7 of the Best Quotes from Psychologist Carl Rogers: Empathy, Tolerance, and More
Carl Rogers often spoke of the control we have over destiny, about experience and personal growth, as well as the value of people and relationships.
Since the 1950’s, Carl Rogers has been an eminent figure in the field of humanistic psychology. His best-known publications are Client-Centered Therapy (1951), and Becoming a Person (1961).
Together with Abraham Maslow, Rogers was a psychologist who gave great importance to personal development. Many of Rogers’s quotes focus on helping people reflect on their own life. That’s why we’ve compiled some of his best quotes here for you.
Empathy, one of Carl Rogers’s favorite subjects
“Being empathetic is seeing the world through the eyes of the other, not seeing your world reflected in their eyes.”
From Carl Rogers’s perspective, empathy is a fundamental concept. In fact, he considered it one of the basic attitudes that a person has to develop to reach self-realization.
Now, being empathetic, according to Carl Rogers, is not putting yourself in the other’s shoes. Empathy takes serious work, reflection and knowledge about how the other person observes and experiences the world around them.
Empathy is not only what you would do in the other’s situation, but also how you would react in that situation based on their worldview.
Direct experience as a priority
“Neither the bible, nor the prophets, nor the revelations of God or of men… Nothing has priority over direct experience.”

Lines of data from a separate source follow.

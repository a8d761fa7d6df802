use crate::auth::{AuthenticatedUser, DecisionEngine, Outcome};
use axum::{
    body::Bytes,
    extract::Extension,
    http::{
        header::{
            ACCESS_CONTROL_ALLOW_HEADERS, ACCESS_CONTROL_ALLOW_METHODS, ACCESS_CONTROL_MAX_AGE,
        },
        StatusCode,
    },
    response::{IntoResponse, Json, Response},
};
use serde::{Deserialize, Serialize};
use std::sync::Arc;
use tracing::instrument;
use utoipa::ToSchema;

/// Login payload. Every field is optional on the wire; missing `email` or
/// `password` is answered with 400 and a missing `role` means `artist`.
#[derive(ToSchema, Serialize, Deserialize, Debug)]
pub struct LoginRequest {
    pub email: Option<String>,
    pub password: Option<String>,
    pub role: Option<String>,
}

#[derive(ToSchema, Serialize, Deserialize, Debug, PartialEq, Eq)]
pub struct LoginSuccess {
    pub success: bool,
    pub user: AuthenticatedUser,
}

#[derive(ToSchema, Serialize, Deserialize, Debug, PartialEq, Eq)]
pub struct LoginFailure {
    pub success: bool,
    pub error: String,
}

impl LoginFailure {
    fn new(error: impl Into<String>) -> Self {
        Self {
            success: false,
            error: error.into(),
        }
    }
}

impl IntoResponse for Outcome {
    fn into_response(self) -> Response {
        let status = self.status();

        match self {
            Self::Success(user) => (
                status,
                Json(LoginSuccess {
                    success: true,
                    user,
                }),
            )
                .into_response(),

            failure => (
                status,
                Json(LoginFailure::new(failure.message().unwrap_or_default())),
            )
                .into_response(),
        }
    }
}

#[utoipa::path(
    post,
    path= "/",
    request_body(content = LoginRequest, content_type = "application/json"),
    responses (
        (status = 200, description = "Login successful", body = LoginSuccess, content_type = "application/json"),
        (status = 400, description = "Missing email or password, or malformed body", body = LoginFailure),
        (status = 401, description = "Unknown email and role, or wrong password", body = LoginFailure),
        (status = 403, description = "User is blocked", body = LoginFailure),
        (status = 500, description = "Account store is not configured or unreachable", body = LoginFailure),
    ),
    tag= "auth"
)]
// The body is read raw so a missing or wrong content type still reaches validation.
#[instrument(skip_all)]
pub async fn login(engine: Extension<Arc<DecisionEngine>>, body: Bytes) -> Response {
    engine.authenticate(&body).await.into_response()
}

/// Answer CORS preflight without touching the engine.
pub async fn preflight() -> impl IntoResponse {
    (
        StatusCode::OK,
        [
            (ACCESS_CONTROL_ALLOW_METHODS, "POST, OPTIONS"),
            (ACCESS_CONTROL_ALLOW_HEADERS, "Content-Type"),
            (ACCESS_CONTROL_MAX_AGE, "86400"),
        ],
    )
}

pub async fn method_not_supported() -> impl IntoResponse {
    (
        StatusCode::METHOD_NOT_ALLOWED,
        Json(LoginFailure::new("Method not supported")),
    )
}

This quote is controversial, but it also makes you think. Rogers emphasizes that our most important guide isn’t others, not even religion. The most important guide is within yourself.

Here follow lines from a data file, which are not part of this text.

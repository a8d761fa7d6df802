//! Credential payload validation.
//!
//! Runs before any store access and is a pure function of the request body.

use secrecy::SecretString;
use serde_json::{Map, Value};
use std::fmt;
use thiserror::Error;

/// Account role the lookup is scoped to.
///
/// Only `artist` and `admin` exist today, but unrecognised values are carried
/// through untouched so they resolve as an unknown account instead of a bad
/// request.
#[derive(Clone, Debug, PartialEq, Eq, Hash)]
pub struct Role(String);

impl Role {
    pub const ARTIST: &'static str = "artist";
    pub const ADMIN: &'static str = "admin";

    #[must_use]
    pub fn new(role: impl Into<String>) -> Self {
        Self(role.into())
    }

    #[must_use]
    pub fn artist() -> Self {
        Self::new(Self::ARTIST)
    }

    #[must_use]
    pub fn admin() -> Self {
        Self::new(Self::ADMIN)
    }

    #[must_use]
    pub fn as_str(&self) -> &str {
        &self.0
    }

    #[must_use]
    pub fn is_known(&self) -> bool {
        matches!(self.0.as_str(), Self::ARTIST | Self::ADMIN)
    }
}

impl Default for Role {
    fn default() -> Self {
        Self::artist()
    }
}

impl fmt::Display for Role {
    fn fmt(&self, f: &mut fmt::Formatter<'_>) -> fmt::Result {
        f.write_str(&self.0)
    }
}

#[derive(Debug, Clone, Copy, PartialEq, Eq, Error)]
pub enum InputError {
    #[error("Malformed request body")]
    MalformedBody,
    #[error("Email is required")]
    MissingEmail,
    #[error("Password is required")]
    MissingPassword,
    #[error("Email and password are required")]
    MissingCredentials,
}

/// Normalized `(email, password, role)` triple handed to the decision engine.
#[derive(Debug, Clone)]
pub struct CredentialRequest {
    email: String,
    password: SecretString,
    role: Role,
}

impl CredentialRequest {
    #[must_use]
    pub fn new(email: impl Into<String>, password: impl Into<String>, role: Role) -> Self {
        Self {
            email: email.into(),
            password: SecretString::from(password.into()),
            role,
        }
    }

    #[must_use]
    pub fn email(&self) -> &str {
        &self.email
    }

    #[must_use]
    pub const fn password(&self) -> &SecretString {
        &self.password
    }

    #[must_use]
    pub const fn role(&self) -> &Role {
        &self.role
    }
}

/// Validate a raw request body.
///
/// An empty body counts as `{}`. Anything that is not a JSON object is
/// rejected as [`InputError::MalformedBody`].
///
/// # Errors
/// Returns an [`InputError`] naming the first problem found.
pub fn validate(body: &[u8]) -> Result<CredentialRequest, InputError> {
    let payload = parse_payload(body)?;
    validate_payload(&payload)
}

/// Validate an already decoded JSON object.
///
/// # Errors
/// Returns an [`InputError`] when `email` or `password` is empty after trimming.
pub fn validate_payload(payload: &Map<String, Value>) -> Result<CredentialRequest, InputError> {
    let email = string_field(payload, "email").trim();
    let password = string_field(payload, "password").trim();

    match (email.is_empty(), password.is_empty()) {
        (true, true) => return Err(InputError::MissingCredentials),
        (true, false) => return Err(InputError::MissingEmail),
        (false, true) => return Err(InputError::MissingPassword),
        (false, false) => {}
    }

    let role = match string_field(payload, "role") {
        "" => Role::default(),
        role => Role::new(role),
    };

    Ok(CredentialRequest::new(email, password, role))
}

fn parse_payload(body: &[u8]) -> Result<Map<String, Value>, InputError> {
    if body.iter().all(u8::is_ascii_whitespace) {
        return Ok(Map::new());
    }

    match serde_json::from_slice::<Value>(body) {
        Ok(Value::Object(map)) => Ok(map),
        Ok(_) | Err(_) => Err(InputError::MalformedBody),
    }
}

// non-string values count as absent
fn string_field<'a>(payload: &'a Map<String, Value>, key: &str) -> &'a str {
    payload.get(key).and_then(Value::as_str).unwrap_or("")
}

Rogers says the highest authority is one’s own experience. While he thinks other people’s judgement should be heard, he says they shouldn’t be considered a guide.
Thus, any human being should be treated as an individual worthy of respect, with the right to evaluate their experience in their own way, and with the power of autonomous choice.
Acceptance as an impulse for change
“The curious paradox is that, when I accept myself as I am, then I can change.”
For Rogers, acceptance is the basis of change. If there’s no acceptance, there’s no change because the mind is “lost.” Therefore looking at who we really are and knowing ourselves is the key to growing as a person.
The value of being yourself
“I feel happier just for being myself and letting others be themselves.”
Carl Rogers thinks people are as beautiful as sunsets — if they’re allowed to be sunsets. That is, he appreciates sincerity and authenticity above all; the natural state of each one of us.
Rogers learned in his relationships that, in the long-term, it doesn’t help to act like someone he’s not. We can’t be happy if we display a false version of ourselves because we are, effectively, rejecting ourselves.
Admitting our feelings
“It’s not about getting the feeling out of the mind, or hiding it, but about experiencing it with acceptance.”
When we experience any feeling, the appropriate action is to accept it, not evade or repress it. The feeling must be sheltered and listened to.
What is the message it entails? Only then will we be able to know ourselves and others. Only then will we begin to get to know each other.
“I realize that, if I were stable, prudent, and static, I would live in death. Therefore, I accept confusion, uncertainty, fear, and emotional ups and downs. Because that is the price I am willing to pay for a fluid, perplexing, and exciting life.”
Fear and uncertainty are our companions in life. Not everything is controllable or predictable, or even safe. Confusion and emotional ups and downs will happen and we have to be prepared.
Having the idea that we can control everything comes from being afraid of not knowing how to react. It is the result of insecurity. And, even though it’s impossible to be prepared for everything, sometimes we act like we can and get imprisoned in mental rigidity.
If we want to live in fluidity, we have to learn to let go. This will open the way to flexibility and enjoyment.
Learn to learn
“The man who is educated is the one who learns to learn.”
Carl Rogers understood that, as an educated person, he was trying to grow and change. Self-knowledge and self-realization walk hand-in-hand along the path of life. To be educated, one must be informed, reflect, and question.
As we can see, the legacy Carl Rogers left is a great source of knowledge and can really help people. In his first years as a professional, he always asked himself the same question: how can I treat, cure, or change this person?
But his experience eventually changed this question to: how can I provide a relationship that this person can use for their own personal growth?
His numerous contributions to psychotherapy and his innovative vision of therapeutic practice are still alive today. He developed many theories but, without a doubt, reflecting on these quotes will help us understand his way of thinking. They’ll make us think.